Now that app is expanding globally and broadening its features to do more than Office does alone. Although CloudOn first focused purely on providing access to Microsoft's productivity suite, its next goal is to build on top of Office.
We're trying to look at Office as a platform; with one billion users it's even bigger than Facebook," CEO Milind Gadekar told PCWorld.
Today's CloudOn 2.5 release adds annotation and tracking capabilities to its iOS app (with Android support coming later). Using CloudOn's annotations on an iPad, it was a snap to draw an ellipse or rectangle in a Word doc with my finger, then type out a text note. Markups are preserved within the file--saved to your Dropbox, Box, and Google Drive accounts--no matter what platform you use later to run Office. This doesn't revolutionize the Office experience, but it should get more interesting when video and voice are supported.

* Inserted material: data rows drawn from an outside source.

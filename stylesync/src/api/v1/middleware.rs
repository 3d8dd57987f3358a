//! # V1 Session Resolution Middleware
//!
//! Every `/sessions/{sessionId}/...` route runs behind [`session_middleware`].
//! It looks the session up once, refreshes its idle timer, and hands the
//! `Arc<Session>` to handlers through request extensions. Unknown ids are
//! answered here with a `404 not_found` envelope, so handlers never see them.

use std::collections::HashMap;
use std::sync::Arc;

use axum::{
    body::Body,
    extract::{Path, State},
    http::Request,
    middleware::Next,
    response::{IntoResponse, Response},
};

use crate::api::state::AppState;
use crate::services::Session;

use super::response::{ApiResponse, ErrorCode};

pub async fn session_middleware(
    State(state): State<AppState>,
    Path(params): Path<HashMap<String, String>>,
    mut request: Request<Body>,
    next: Next,
) -> Response {
    let Some(session_id) = params.get("sessionId") else {
        return ApiResponse::<()>::error(ErrorCode::InvalidRequest, "Missing session id")
            .into_response();
    };

    let Some(session) = state.sessions.get(session_id) else {
        return ApiResponse::<()>::error(
            ErrorCode::NotFound,
            format!("Session {session_id} not found"),
        )
        .into_response();
    };

    request.extensions_mut().insert::<Arc<Session>>(session);
    next.run(request).await
}

#[cfg(test)]
mod tests {
    use super::*;
    use crate::config::Config;
    use crate::llm::LlmProvider;
    use axum::http::StatusCode;
    use axum::{middleware, routing::get, Extension, Router};
    use tower::ServiceExt;

    fn build_test_app() -> (Router, AppState) {
        let config = Config::default();
        let llm = LlmProvider::new(&config.llm);
        let state = AppState::new(config, llm);

        async fn echo_session(Extension(session): Extension<Arc<Session>>) -> String {
            session.id().to_string()
        }

        let app = Router::new()
            .route("/sessions/{sessionId}/echo", get(echo_session))
            .route_layer(middleware::from_fn_with_state(
                state.clone(),
                session_middleware,
            ))
            .with_state(state.clone());

        (app, state)
    }

    async fn parse_error_body(response: Response) -> (StatusCode, serde_json::Value) {
        let status = response.status();
        let body = axum::body::to_bytes(response.into_body(), usize::MAX)
            .await
            .unwrap();
        let json: serde_json::Value = serde_json::from_slice(&body).unwrap();
        (status, json)
    }

    #[tokio::test]
    async fn test_unknown_session_is_not_found_envelope() {
        let (app, _) = build_test_app();

        let response = app
            .oneshot(
                Request::builder()
                    .uri("/sessions/nope/echo")
                    .body(Body::empty())
                    .unwrap(),
            )
            .await
            .unwrap();

        let (status, json) = parse_error_body(response).await;
        assert_eq!(status, StatusCode::NOT_FOUND);
        assert_eq!(json["error"]["code"], "not_found");
        assert!(json.get("data").is_none());
    }

    #[tokio::test]
    async fn test_known_session_reaches_handler() {
        let (app, state) = build_test_app();
        let session = state.sessions.create(state.stylist_for(None));

        let response = app
            .oneshot(
                Request::builder()
                    .uri(format!("/sessions/{}/echo", session.id()))
                    .body(Body::empty())
                    .unwrap(),
            )
            .await
            .unwrap();

        assert_eq!(response.status(), StatusCode::OK);
        let body = axum::body::to_bytes(response.into_body(), usize::MAX)
            .await
            .unwrap();
        assert_eq!(body, session.id().as_bytes());
    }
}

To help collaboration, the new CloudOn FileSpace feature provides a real-time stream of data about changes to documents. This offers context about your workflow on a project, information that might otherwise get lost within a stream of emails.
"It's no longer an individual productivity world, it's a group productivity world," Gadekar said, adding that many corporate emails are among some 2 million users who have signed up. The majority of people are probably bringing CloudOn to their devices rather than having the app introduced by their workplace.

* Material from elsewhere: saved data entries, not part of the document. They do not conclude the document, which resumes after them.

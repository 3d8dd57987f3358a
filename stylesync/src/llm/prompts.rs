//! Prompt templates for the two model round-trips.
//!
//! Each prompt carries the JSON schema of the expected reply, generated from
//! the Rust record type, so the model's answer decodes directly into it.

use schemars::JsonSchema;

use crate::error::Result;
use crate::models::{ClothingItem, OutfitRecommendation, WardrobeItem};

pub const CLOTHING_ITEM_SCHEMA: &str = "ClothingItem";
pub const OUTFIT_RECOMMENDATION_SCHEMA: &str = "OutfitRecommendation";

pub const ANALYSIS_USER_PROMPT: &str = "Analyze this clothing item and extract its properties.";

/// Render the JSON schema for `T` as pretty JSON.
pub fn output_schema<T: JsonSchema>() -> String {
    let schema = schemars::schema_for!(T);
    serde_json::to_string_pretty(&schema).unwrap_or_else(|_| "{}".to_string())
}

fn output_contract<T: JsonSchema>() -> String {
    format!(
        "Respond with a single JSON object only, no prose or markdown, that conforms to this JSON schema. \
Every property is required.\n\n{}",
        output_schema::<T>()
    )
}

/// System instruction for extracting attributes from a clothing photo.
///
/// # Example
/// ```
/// use stylesync::llm::prompts::clothing_analysis_system_prompt;
///
/// let prompt = clothing_analysis_system_prompt();
/// assert!(prompt.contains("expert fashion analyst"));
/// assert!(prompt.contains("sleeve_length"));
/// ```
pub fn clothing_analysis_system_prompt() -> String {
    format!(
        r#"You are an expert fashion analyst. Analyze the clothing item in the image and extract detailed information about its properties.
Focus on identifying the category, colors, fabric type, pattern, fit, and other relevant fashion attributes.
Be specific and accurate in your analysis. If certain attributes are not clearly visible, make reasonable inferences based on what you can see.
Never omit a field.

{}"#,
        output_contract::<ClothingItem>()
    )
}

/// System instruction for recommending outfits from the current wardrobe.
///
/// The wardrobe is embedded verbatim as pretty-printed JSON.
pub fn outfit_recommendation_system_prompt(
    wardrobe: &[WardrobeItem],
    max_recommendations: usize,
) -> Result<String> {
    let wardrobe_json = serde_json::to_string_pretty(wardrobe)?;

    Ok(format!(
        r#"You are an expert fashion stylist. Based on the user's preferences and their wardrobe items, recommend complete outfits that match their needs. Consider color coordination, style compatibility, occasion appropriateness, and seasonal suitability.

User's Wardrobe:
{wardrobe_json}

Guidelines:
1. Recommend complete outfits (try to include both top and bottom wear when applicable)
2. Consider color harmony and style coherence
3. Match the occasion and season specified by the user
4. Provide practical styling advice
5. Maximum {max_recommendations} outfit recommendations
6. Only use item IDs that exist in the wardrobe

{}"#,
        output_contract::<OutfitRecommendation>()
    ))
}

pub fn outfit_recommendation_user_prompt(preferences: &str) -> String {
    format!("User preferences: {}", preferences.trim())
}
use serde::{Deserialize, Serialize};
use validator::Validate;

use crate::models::{OutfitRecommendation, StylePreferences, WardrobeItem};

/// Body of `POST /sessions/{sessionId}/recommendations`.
///
/// The structured fields mirror the preference form; `preferences` is free
/// text appended after them. All fields are optional.
#[derive(Debug, Clone, Default, Deserialize, Validate, utoipa::ToSchema)]
#[serde(rename_all = "camelCase")]
pub struct RecommendationRequest {
    #[validate(length(max = 100))]
    pub occasion: Option<String>,
    #[validate(length(max = 100))]
    pub season: Option<String>,
    #[validate(length(max = 100))]
    pub time_of_day: Option<String>,
    #[validate(length(max = 100))]
    pub style: Option<String>,
    #[validate(length(max = 2000, message = "must be at most 2000 characters"))]
    pub notes: Option<String>,
    #[validate(length(max = 2000, message = "must be at most 2000 characters"))]
    pub preferences: Option<String>,
    /// Number of outfits to ask for. Clamped to the server's range.
    pub max_items: Option<usize>,
}

impl RecommendationRequest {
    /// The single preference string handed to the recommender.
    pub fn preference_text(&self) -> String {
        let structured = StylePreferences {
            occasion: self.occasion.clone(),
            season: self.season.clone(),
            time_of_day: self.time_of_day.clone(),
            style: self.style.clone(),
            notes: self.notes.clone(),
        };
        let free_text = self
            .preferences
            .as_deref()
            .map(str::trim)
            .filter(|text| !text.is_empty());

        match free_text {
            Some(text) if structured.is_empty() => text.to_string(),
            Some(text) => format!("{}\n{}", structured.to_prompt_text(), text),
            None => structured.to_prompt_text(),
        }
    }
}

#[derive(Debug, Clone, Serialize, utoipa::ToSchema)]
#[serde(rename_all = "camelCase")]
pub struct RecommendationResponse {
    pub recommendation: OutfitRecommendation,
    /// Recommended items that exist in the wardrobe, in recommendation order.
    pub outfit: Vec<WardrobeItem>,
}

#[derive(Debug, Clone, Serialize, utoipa::ToSchema)]
#[serde(rename_all = "camelCase")]
pub struct PreferenceOptionsResponse {
    pub occasions: Vec<String>,
    pub seasons: Vec<String>,
    pub times_of_day: Vec<String>,
    pub styles: Vec<String>,
}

In addition, as a "building block" toward working on ever-smaller devices, CloudOn 2.5 is optimizing Microsoft's ribbon toolbar for touch gestures. Roomier icons make it easier to edit fonts, check spelling, and track changes.
With users in 80 countries, CloudOn now supports all the languages and keyboards that Office does.

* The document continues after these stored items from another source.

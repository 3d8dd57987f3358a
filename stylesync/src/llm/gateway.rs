//! The seam between the stylist and the hosted model.
//!
//! Callers describe one round-trip as a [`GatewayRequest`]: a system
//! instruction, a user message that may carry an image, and the name of the
//! output schema the instruction asks for. A [`ModelGateway`] answers with a
//! JSON value; [`complete_structured`] decodes it strictly into the target
//! record type.

use async_trait::async_trait;
use base64::{engine::general_purpose::STANDARD, Engine};
use serde::de::DeserializeOwned;
use serde_json::Value;

use crate::error::{Result, StyleSyncError};

/// MIME type used when the image bytes cannot be sniffed.
pub const FALLBACK_IMAGE_MIME: &str = "image/jpeg";

#[derive(Debug, Clone, PartialEq, Eq)]
pub struct ImageAttachment {
    pub mime_type: String,
    pub base64_data: String,
}

impl ImageAttachment {
    pub fn from_bytes(bytes: &[u8]) -> Self {
        let mime_type = infer::get(bytes)
            .filter(|kind| kind.matcher_type() == infer::MatcherType::Image)
            .map(|kind| kind.mime_type().to_string())
            .unwrap_or_else(|| FALLBACK_IMAGE_MIME.to_string());

        Self {
            mime_type,
            base64_data: STANDARD.encode(bytes),
        }
    }

    pub fn data_url(&self) -> String {
        format!("data:{};base64,{}", self.mime_type, self.base64_data)
    }
}

#[derive(Debug, Clone)]
pub struct GatewayRequest {
    pub system: String,
    pub user_text: String,
    pub image: Option<ImageAttachment>,
    pub schema_name: &'static str,
}

impl GatewayRequest {
    pub fn new(schema_name: &'static str, system: String, user_text: String) -> Self {
        Self {
            system,
            user_text,
            image: None,
            schema_name,
        }
    }

    pub fn with_image(mut self, image: ImageAttachment) -> Self {
        self.image = Some(image);
        self
    }
}

#[async_trait]
pub trait ModelGateway: Send + Sync {
    /// Run one prompt/response round-trip and return the parsed JSON reply.
    async fn generate_json(&self, request: &GatewayRequest) -> Result<Value>;
}

/// Run `request` and decode the reply into `T`, rejecting replies that miss
/// required fields.
pub async fn complete_structured<T: DeserializeOwned>(
    gateway: &dyn ModelGateway,
    request: &GatewayRequest,
) -> Result<T> {
    let value = gateway.generate_json(request).await?;

    serde_json::from_value(value).map_err(|e| {
        StyleSyncError::Llm(format!(
            "Response did not match the {} schema: {e}",
            request.schema_name
        ))
    })
}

It does all this with through official partnerships with Microsoft and Adobe.
It's worth noting that CloudOn is running a virtualized version of Office 2010. It's considering the upcoming 2013 suite but doesn't have immediate plans for that yet.
Microsoft, meanwhile, will ship its much-anticipated Surface RT tablet inititally with Office Home and Student 2013 RT Preview. When the final code appears there is unknown, and Redmond continues to deny rumors that it will soon offer Office for Android and the iPad.